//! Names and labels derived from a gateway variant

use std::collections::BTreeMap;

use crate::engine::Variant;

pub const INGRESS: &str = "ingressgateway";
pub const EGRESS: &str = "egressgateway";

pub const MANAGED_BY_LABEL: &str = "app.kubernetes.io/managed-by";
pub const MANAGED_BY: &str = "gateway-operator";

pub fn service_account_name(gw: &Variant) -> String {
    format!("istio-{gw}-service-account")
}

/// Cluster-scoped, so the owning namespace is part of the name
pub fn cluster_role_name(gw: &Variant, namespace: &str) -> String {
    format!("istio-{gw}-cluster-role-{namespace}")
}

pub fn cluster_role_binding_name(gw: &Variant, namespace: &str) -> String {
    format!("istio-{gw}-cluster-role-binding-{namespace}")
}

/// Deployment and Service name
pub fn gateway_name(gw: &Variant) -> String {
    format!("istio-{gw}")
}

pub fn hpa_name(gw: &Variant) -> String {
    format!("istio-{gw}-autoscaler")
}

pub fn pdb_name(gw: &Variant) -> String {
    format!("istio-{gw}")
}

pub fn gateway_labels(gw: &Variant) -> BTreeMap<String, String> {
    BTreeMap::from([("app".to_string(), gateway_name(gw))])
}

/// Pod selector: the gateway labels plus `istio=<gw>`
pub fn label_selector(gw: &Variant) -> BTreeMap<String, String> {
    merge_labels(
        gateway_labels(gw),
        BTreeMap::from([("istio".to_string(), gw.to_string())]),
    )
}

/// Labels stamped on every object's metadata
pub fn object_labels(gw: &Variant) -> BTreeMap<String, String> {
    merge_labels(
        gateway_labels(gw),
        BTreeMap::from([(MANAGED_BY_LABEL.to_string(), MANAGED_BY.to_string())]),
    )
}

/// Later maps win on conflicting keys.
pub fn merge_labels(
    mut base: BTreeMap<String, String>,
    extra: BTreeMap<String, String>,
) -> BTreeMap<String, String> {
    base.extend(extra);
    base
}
...
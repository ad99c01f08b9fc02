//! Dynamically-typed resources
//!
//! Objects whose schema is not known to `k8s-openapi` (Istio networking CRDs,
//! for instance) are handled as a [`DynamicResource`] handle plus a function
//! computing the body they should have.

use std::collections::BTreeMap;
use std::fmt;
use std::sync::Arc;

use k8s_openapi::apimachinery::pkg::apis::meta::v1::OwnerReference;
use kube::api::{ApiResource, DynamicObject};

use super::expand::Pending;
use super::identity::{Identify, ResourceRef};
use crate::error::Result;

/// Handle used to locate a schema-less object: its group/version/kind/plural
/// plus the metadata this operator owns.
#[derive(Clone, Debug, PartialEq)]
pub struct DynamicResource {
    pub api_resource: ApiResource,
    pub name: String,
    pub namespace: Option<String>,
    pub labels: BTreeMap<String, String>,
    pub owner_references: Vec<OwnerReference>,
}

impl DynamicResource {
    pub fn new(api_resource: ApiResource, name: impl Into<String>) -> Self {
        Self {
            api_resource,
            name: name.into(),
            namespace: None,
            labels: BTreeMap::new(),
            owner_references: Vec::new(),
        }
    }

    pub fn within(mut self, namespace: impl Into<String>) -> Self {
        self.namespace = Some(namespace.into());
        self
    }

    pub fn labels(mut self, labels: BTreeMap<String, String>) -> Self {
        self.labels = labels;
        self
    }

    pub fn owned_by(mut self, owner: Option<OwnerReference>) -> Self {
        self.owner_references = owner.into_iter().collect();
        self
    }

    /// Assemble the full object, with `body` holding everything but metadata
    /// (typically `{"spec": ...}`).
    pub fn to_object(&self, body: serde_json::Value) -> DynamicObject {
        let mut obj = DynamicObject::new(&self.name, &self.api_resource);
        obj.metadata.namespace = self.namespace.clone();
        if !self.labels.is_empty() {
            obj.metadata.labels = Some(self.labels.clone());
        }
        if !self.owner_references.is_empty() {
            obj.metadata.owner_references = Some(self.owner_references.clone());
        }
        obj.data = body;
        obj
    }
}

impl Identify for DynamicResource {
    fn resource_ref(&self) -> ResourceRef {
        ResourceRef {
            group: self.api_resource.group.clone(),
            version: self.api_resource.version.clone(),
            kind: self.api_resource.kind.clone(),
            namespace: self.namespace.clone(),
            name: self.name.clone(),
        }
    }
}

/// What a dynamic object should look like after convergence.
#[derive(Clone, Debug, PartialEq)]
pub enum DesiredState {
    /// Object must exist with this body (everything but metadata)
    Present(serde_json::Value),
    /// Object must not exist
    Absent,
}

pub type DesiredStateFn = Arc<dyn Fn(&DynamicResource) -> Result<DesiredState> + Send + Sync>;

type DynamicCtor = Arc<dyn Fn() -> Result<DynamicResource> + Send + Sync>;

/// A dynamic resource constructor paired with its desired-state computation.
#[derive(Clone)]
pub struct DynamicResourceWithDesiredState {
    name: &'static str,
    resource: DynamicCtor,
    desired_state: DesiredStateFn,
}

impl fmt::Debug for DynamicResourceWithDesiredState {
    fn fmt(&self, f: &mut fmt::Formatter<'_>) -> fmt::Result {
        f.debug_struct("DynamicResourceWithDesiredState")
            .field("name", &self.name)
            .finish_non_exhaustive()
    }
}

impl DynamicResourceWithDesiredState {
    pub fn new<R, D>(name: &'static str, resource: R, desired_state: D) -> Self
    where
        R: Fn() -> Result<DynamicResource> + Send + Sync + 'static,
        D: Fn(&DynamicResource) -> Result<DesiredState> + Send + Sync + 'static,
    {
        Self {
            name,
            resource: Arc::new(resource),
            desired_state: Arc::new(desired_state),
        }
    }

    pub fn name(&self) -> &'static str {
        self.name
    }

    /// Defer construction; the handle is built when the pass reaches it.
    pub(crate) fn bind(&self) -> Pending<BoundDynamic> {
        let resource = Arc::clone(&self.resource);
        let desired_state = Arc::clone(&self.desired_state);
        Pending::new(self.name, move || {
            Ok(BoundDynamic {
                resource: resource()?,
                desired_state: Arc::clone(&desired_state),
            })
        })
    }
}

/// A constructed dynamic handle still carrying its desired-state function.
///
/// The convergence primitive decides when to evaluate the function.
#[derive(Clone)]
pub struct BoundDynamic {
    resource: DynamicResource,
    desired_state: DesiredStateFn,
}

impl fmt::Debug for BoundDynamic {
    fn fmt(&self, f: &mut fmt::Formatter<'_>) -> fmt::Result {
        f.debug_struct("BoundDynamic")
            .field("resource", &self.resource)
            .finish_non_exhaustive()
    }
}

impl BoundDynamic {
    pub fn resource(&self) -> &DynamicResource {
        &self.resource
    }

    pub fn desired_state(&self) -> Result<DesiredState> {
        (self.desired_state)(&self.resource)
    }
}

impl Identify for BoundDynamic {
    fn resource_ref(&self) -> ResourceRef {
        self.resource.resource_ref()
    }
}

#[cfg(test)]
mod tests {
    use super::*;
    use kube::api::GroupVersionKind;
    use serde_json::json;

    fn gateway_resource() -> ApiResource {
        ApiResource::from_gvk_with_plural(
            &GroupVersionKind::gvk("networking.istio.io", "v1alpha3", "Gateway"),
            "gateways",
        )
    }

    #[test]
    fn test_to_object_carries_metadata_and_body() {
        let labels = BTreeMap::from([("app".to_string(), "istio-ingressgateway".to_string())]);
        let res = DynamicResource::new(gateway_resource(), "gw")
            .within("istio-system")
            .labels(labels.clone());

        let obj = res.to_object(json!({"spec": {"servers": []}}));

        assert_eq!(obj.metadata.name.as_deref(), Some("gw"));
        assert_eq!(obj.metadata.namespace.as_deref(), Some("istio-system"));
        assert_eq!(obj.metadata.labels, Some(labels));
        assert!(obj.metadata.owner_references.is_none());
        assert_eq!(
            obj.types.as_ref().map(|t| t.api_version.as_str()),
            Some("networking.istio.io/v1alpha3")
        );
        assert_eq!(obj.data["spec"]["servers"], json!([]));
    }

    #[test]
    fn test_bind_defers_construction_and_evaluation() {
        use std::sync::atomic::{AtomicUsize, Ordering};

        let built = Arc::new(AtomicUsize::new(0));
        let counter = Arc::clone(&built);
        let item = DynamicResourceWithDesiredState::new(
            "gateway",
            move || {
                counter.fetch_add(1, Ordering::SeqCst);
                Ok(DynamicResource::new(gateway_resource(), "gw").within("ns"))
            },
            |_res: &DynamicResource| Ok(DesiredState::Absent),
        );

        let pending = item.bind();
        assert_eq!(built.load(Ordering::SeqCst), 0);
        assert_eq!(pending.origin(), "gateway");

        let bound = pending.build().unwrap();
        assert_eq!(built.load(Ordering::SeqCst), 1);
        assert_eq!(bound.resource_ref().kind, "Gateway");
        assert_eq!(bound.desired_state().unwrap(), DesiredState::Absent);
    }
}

What is needed: From the material above, set down exactly the lines between the line holding "a gateway variant" and the line holding "pub fn service_account_name(gw: &Variant)", inclusive. Include nothing else.

Response:
//! Names and labels derived from a gateway variant

use std::collections::BTreeMap;

use crate::engine::Variant;

pub const INGRESS: &str = "ingressgateway";
pub const EGRESS: &str = "egressgateway";

pub const MANAGED_BY_LABEL: &str = "app.kubernetes.io/managed-by";
pub const MANAGED_BY: &str = "gateway-operator";

pub fn service_account_name(gw: &Variant) -> String {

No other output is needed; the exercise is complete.